» **Exercise prompt**
Where a line in the entries below contains the word "FileSource", it counts; give the total by itself.
:: The data
//! Tests for `PipelineGraph`.

use proptest::prelude::*;

use crate::error::GraphError;
use crate::graph::PipelineGraph;
use crate::types::{ConfigValue, EdgeId, NodeKind, PipelineNode, PortDirection};

fn chain() -> (PipelineGraph, String, String, String) {
  let mut g = PipelineGraph::new();
  let src = g.create_node(NodeKind::FileSource);
  let enc = g.create_node(NodeKind::H264Encoder);
  let sink = g.create_node(NodeKind::RtmpSink);
  g.add_edge(&src, 0, &enc, 0).unwrap();
  g.add_edge(&enc, 0, &sink, 0).unwrap();
  (g, src, enc, sink)
}

#[test]
fn add_node_rejects_duplicate_id() {
  let mut g = PipelineGraph::new();
  g.add_node(PipelineNode::new("a", NodeKind::FileSource))
    .unwrap();
  let err = g
    .add_node(PipelineNode::new("a", NodeKind::DisplaySink))
    .unwrap_err();
  assert_eq!(err, GraphError::DuplicateId("a".to_string()));
  assert_eq!(g.len(), 1);
  assert_eq!(g.node("a").unwrap().kind(), NodeKind::FileSource);
}

#[test]
fn add_node_rejects_ids_unusable_as_element_names() {
  let mut g = PipelineGraph::new();
  for bad in ["my cam", "", "cam.1", "1cam", "x!y", "tee\"q"] {
    assert_eq!(
      g.add_node(PipelineNode::new(bad, NodeKind::CameraSource)),
      Err(GraphError::InvalidId(bad.to_string())),
      "{:?}",
      bad
    );
  }
  assert!(g.is_empty());
  for good in ["cam-2", "_scratch", "Front_Camera"] {
    g.add_node(PipelineNode::new(good, NodeKind::CameraSource))
      .unwrap();
  }
  assert_eq!(g.len(), 3);
}

#[test]
fn create_node_goes_through_add_node() {
  let mut g = PipelineGraph::new();
  g.add_node(PipelineNode::new("video_scale_1", NodeKind::DisplaySink))
    .unwrap();
  let id = g.create_node(NodeKind::VideoScale);
  assert_eq!(id, "video_scale_2");
  assert_eq!(g.node(&id).unwrap().kind(), NodeKind::VideoScale);
  assert_eq!(
    g.nodes().map(|n| n.id()).collect::<Vec<_>>(),
    vec!["video_scale_1", "video_scale_2"]
  );
}

#[test]
fn create_node_allocates_next_free_id() {
  let mut g = PipelineGraph::new();
  assert_eq!(g.create_node(NodeKind::FileSource), "file_source_1");
  assert_eq!(g.create_node(NodeKind::FileSource), "file_source_2");
  g.remove_node("file_source_1");
  assert_eq!(g.create_node(NodeKind::FileSource), "file_source_1");
  assert_eq!(g.create_node(NodeKind::DisplaySink), "display_sink_1");
}

#[test]
fn nodes_iterate_in_insertion_order() {
  let (g, src, enc, sink) = chain();
  let ids: Vec<_> = g.nodes().map(|n| n.id().to_string()).collect();
  assert_eq!(ids, vec![src, enc, sink]);
}

#[test]
fn add_edge_unknown_node() {
  let mut g = PipelineGraph::new();
  let src = g.create_node(NodeKind::CameraSource);
  assert_eq!(
    g.add_edge(&src, 0, "ghost", 0),
    Err(GraphError::UnknownNode("ghost".to_string()))
  );
  assert_eq!(
    g.add_edge("ghost", 0, &src, 0),
    Err(GraphError::UnknownNode("ghost".to_string()))
  );
  assert_eq!(g.edge_count(), 0);
}

#[test]
fn add_edge_out_of_range_port() {
  let mut g = PipelineGraph::new();
  let src = g.create_node(NodeKind::CameraSource);
  let sink = g.create_node(NodeKind::DisplaySink);
  match g.add_edge(&src, 1, &sink, 0) {
    Err(GraphError::OutOfRange {
      direction, index, ..
    }) => {
      assert_eq!(direction, PortDirection::Output);
      assert_eq!(index, 1);
    }
    other => panic!("expected OutOfRange, got {:?}", other),
  }
  // A sink has no output port at all.
  assert!(matches!(
    g.add_edge(&sink, 0, &src, 0),
    Err(GraphError::OutOfRange { .. })
  ));
  assert_eq!(g.edge_count(), 0);
}

#[test]
fn add_edge_incompatible_types() {
  let mut g = PipelineGraph::new();
  let src = g.create_node(NodeKind::FileSource);
  let rtmp = g.create_node(NodeKind::RtmpSink);
  match g.add_edge(&src, 0, &rtmp, 0) {
    Err(GraphError::IncompatiblePorts {
      source_type,
      target_type,
      ..
    }) => {
      assert_eq!(source_type, "video");
      assert_eq!(target_type, "h264");
    }
    other => panic!("expected IncompatiblePorts, got {:?}", other),
  }
  assert_eq!(g.edge_count(), 0);
}

#[test]
fn occupied_input_port_until_edge_removed() {
  let mut g = PipelineGraph::new();
  let a = g.create_node(NodeKind::FileSource);
  let b = g.create_node(NodeKind::CameraSource);
  let sink = g.create_node(NodeKind::DisplaySink);
  let first = g.add_edge(&a, 0, &sink, 0).unwrap();
  assert_eq!(
    g.add_edge(&b, 0, &sink, 0),
    Err(GraphError::PortOccupied {
      node_id: sink.clone(),
      port: 0,
      existing: first,
    })
  );
  assert_eq!(g.edge_count(), 1);
  assert!(g.remove_edge(first).is_some());
  let second = g.add_edge(&b, 0, &sink, 0).unwrap();
  assert_ne!(first, second);
  assert_eq!(g.input_edge(&sink, 0).unwrap().source_id, b);
}

#[test]
fn output_port_fans_out() {
  let mut g = PipelineGraph::new();
  let src = g.create_node(NodeKind::CameraSource);
  let d1 = g.create_node(NodeKind::DisplaySink);
  let d2 = g.create_node(NodeKind::DisplaySink);
  g.add_edge(&src, 0, &d1, 0).unwrap();
  g.add_edge(&src, 0, &d2, 0).unwrap();
  assert_eq!(g.outgoing(&src).len(), 2);
}

#[test]
fn remove_edge_is_idempotent() {
  let (mut g, ..) = chain();
  assert!(g.remove_edge(EdgeId(1)).is_some());
  assert!(g.remove_edge(EdgeId(1)).is_none());
  assert!(g.remove_edge(EdgeId(99)).is_none());
  assert_eq!(g.edge_count(), 1);
}

#[test]
fn remove_node_cascades_incident_edges_only() {
  let (mut g, src, enc, sink) = chain();
  let cam = g.create_node(NodeKind::CameraSource);
  let display = g.create_node(NodeKind::DisplaySink);
  g.add_edge(&cam, 0, &display, 0).unwrap();
  assert_eq!(g.edge_count(), 3);

  let removed = g.remove_node(&enc);
  assert_eq!(removed.len(), 2);
  assert_eq!(g.edge_count(), 1);
  assert!(!g.contains_node(&enc));
  assert!(g.contains_node(&src) && g.contains_node(&sink));
  assert_eq!(g.outgoing(&cam).len(), 1);
}

#[test]
fn remove_absent_node_is_noop() {
  let (mut g, ..) = chain();
  assert!(g.remove_node("ghost").is_empty());
  assert_eq!(g.len(), 3);
  assert_eq!(g.edge_count(), 2);
}

#[test]
fn set_config_through_graph() {
  let (mut g, src, ..) = chain();
  g.set_config(&src, "format", "mp4").unwrap();
  assert_eq!(
    g.node(&src).unwrap().get("format").and_then(ConfigValue::as_str),
    Some("mp4")
  );
  assert_eq!(
    g.set_config("ghost", "format", "mp4"),
    Err(GraphError::UnknownNode("ghost".to_string()))
  );
  assert!(g.set_config(&src, "format", "zip").is_err());
}

#[test]
fn topological_order_respects_edges() {
  let mut g = PipelineGraph::new();
  // Insert downstream nodes first so insertion order alone would be wrong.
  let sink = g.create_node(NodeKind::RtmpSink);
  let enc = g.create_node(NodeKind::H264Encoder);
  let src = g.create_node(NodeKind::CameraSource);
  g.add_edge(&enc, 0, &sink, 0).unwrap();
  g.add_edge(&src, 0, &enc, 0).unwrap();
  assert_eq!(g.topological_order().unwrap(), vec![src, enc, sink]);
}

#[test]
fn topological_order_breaks_ties_by_insertion() {
  let mut g = PipelineGraph::new();
  let a = g.create_node(NodeKind::CameraSource);
  let b = g.create_node(NodeKind::FileSource);
  let c = g.create_node(NodeKind::DisplaySink);
  assert_eq!(g.topological_order().unwrap(), vec![a, b, c]);
}

#[test]
fn cycle_is_reported_with_edge_on_cycle() {
  let mut g = PipelineGraph::new();
  let sink = g.create_node(NodeKind::DisplaySink);
  let a = g.create_node(NodeKind::VideoScale);
  let b = g.create_node(NodeKind::VideoScale);
  let ab = g.add_edge(&a, 0, &b, 0).unwrap();
  let ba = g.add_edge(&b, 0, &a, 0).unwrap();
  // The sink hangs off the cycle and is inserted first, so it is the first
  // unsorted node; the reported edge must still lie on the cycle itself.
  g.add_edge(&b, 0, &sink, 0).unwrap();

  match g.topological_order() {
    Err(GraphError::Cycle {
      edge,
      source_id,
      target_id,
    }) => {
      assert!(edge == ab || edge == ba, "edge {} not on cycle", edge);
      assert_ne!(source_id, sink);
      assert_ne!(target_id, sink);
    }
    other => panic!("expected Cycle, got {:?}", other),
  }
}

#[test]
fn breaking_the_cycle_restores_order() {
  let mut g = PipelineGraph::new();
  let cam = g.create_node(NodeKind::CameraSource);
  let a = g.create_node(NodeKind::VideoScale);
  let b = g.create_node(NodeKind::VideoScale);
  g.add_edge(&a, 0, &b, 0).unwrap();
  let back = g.add_edge(&b, 0, &a, 0).unwrap();
  assert!(g.topological_order().is_err());

  g.remove_edge(back);
  g.add_edge(&cam, 0, &a, 0).unwrap();
  assert_eq!(g.topological_order().unwrap(), vec![cam, a, b]);
}

/// Builds a graph from generated kind indices and edge attempts, ignoring
/// rejected edges.
fn arbitrary_graph(kinds: &[usize], attempts: &[(usize, usize)]) -> PipelineGraph {
  let mut g = PipelineGraph::new();
  let ids: Vec<String> = kinds
    .iter()
    .map(|k| g.create_node(NodeKind::ALL[k % NodeKind::ALL.len()]))
    .collect();
  for (s, t) in attempts {
    let _ = g.add_edge(&ids[s % ids.len()], 0, &ids[t % ids.len()], 0);
  }
  g
}

proptest! {
  #[test]
  fn rejected_edges_leave_edge_set_unchanged(
    kinds in prop::collection::vec(0usize..7, 1..8),
    attempts in prop::collection::vec((0usize..8, 0usize..8), 0..16),
  ) {
    let mut g = PipelineGraph::new();
    let ids: Vec<String> = kinds
      .iter()
      .map(|k| g.create_node(NodeKind::ALL[*k]))
      .collect();
    for (s, t) in attempts {
      let before: Vec<_> = g.edges().cloned().collect();
      let result = g.add_edge(&ids[s % ids.len()], 0, &ids[t % ids.len()], 0);
      let after: Vec<_> = g.edges().cloned().collect();
      match result {
        Ok(id) => {
          prop_assert_eq!(after.len(), before.len() + 1);
          prop_assert!(after.iter().any(|e| e.id == id));
        }
        Err(_) => prop_assert_eq!(after, before),
      }
    }
  }

  #[test]
  fn every_accepted_edge_is_type_compatible_with_fan_in_one(
    kinds in prop::collection::vec(0usize..7, 1..8),
    attempts in prop::collection::vec((0usize..8, 0usize..8), 0..16),
  ) {
    let g = arbitrary_graph(&kinds, &attempts);
    for e in g.edges() {
      let out = g.node(&e.source_id).unwrap().port(PortDirection::Output, e.source_port).unwrap();
      let inp = g.node(&e.target_id).unwrap().port(PortDirection::Input, e.target_port).unwrap();
      prop_assert_eq!(out.data_type, inp.data_type);
      prop_assert_eq!(g.incoming(&e.target_id).len(), 1);
    }
  }

  #[test]
  fn remove_node_drops_exactly_incident_edges(
    kinds in prop::collection::vec(0usize..7, 1..8),
    attempts in prop::collection::vec((0usize..8, 0usize..8), 0..16),
    victim in 0usize..8,
  ) {
    let mut g = arbitrary_graph(&kinds, &attempts);
    let id = g.nodes().nth(victim % g.len()).unwrap().id().to_string();
    let survivors: Vec<_> = g.edges().filter(|e| !e.touches(&id)).cloned().collect();
    let expected_removed = g.edge_count() - survivors.len();
    let removed = g.remove_node(&id);
    prop_assert_eq!(removed.len(), expected_removed);
    prop_assert_eq!(g.edges().cloned().collect::<Vec<_>>(), survivors);
  }

  #[test]
  fn topological_order_points_every_edge_forward(
    kinds in prop::collection::vec(0usize..7, 1..8),
    attempts in prop::collection::vec((0usize..8, 0usize..8), 0..16),
  ) {
    let g = arbitrary_graph(&kinds, &attempts);
    if let Ok(order) = g.topological_order() {
      prop_assert_eq!(order.len(), g.len());
      let pos = |id: &str| order.iter().position(|n| n == id).unwrap();
      for e in g.edges() {
        prop_assert!(pos(&e.source_id) < pos(&e.target_id));
      }
      prop_assert_eq!(g.topological_order().unwrap(), order);
    }
  }
}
::::
» **Written response**
9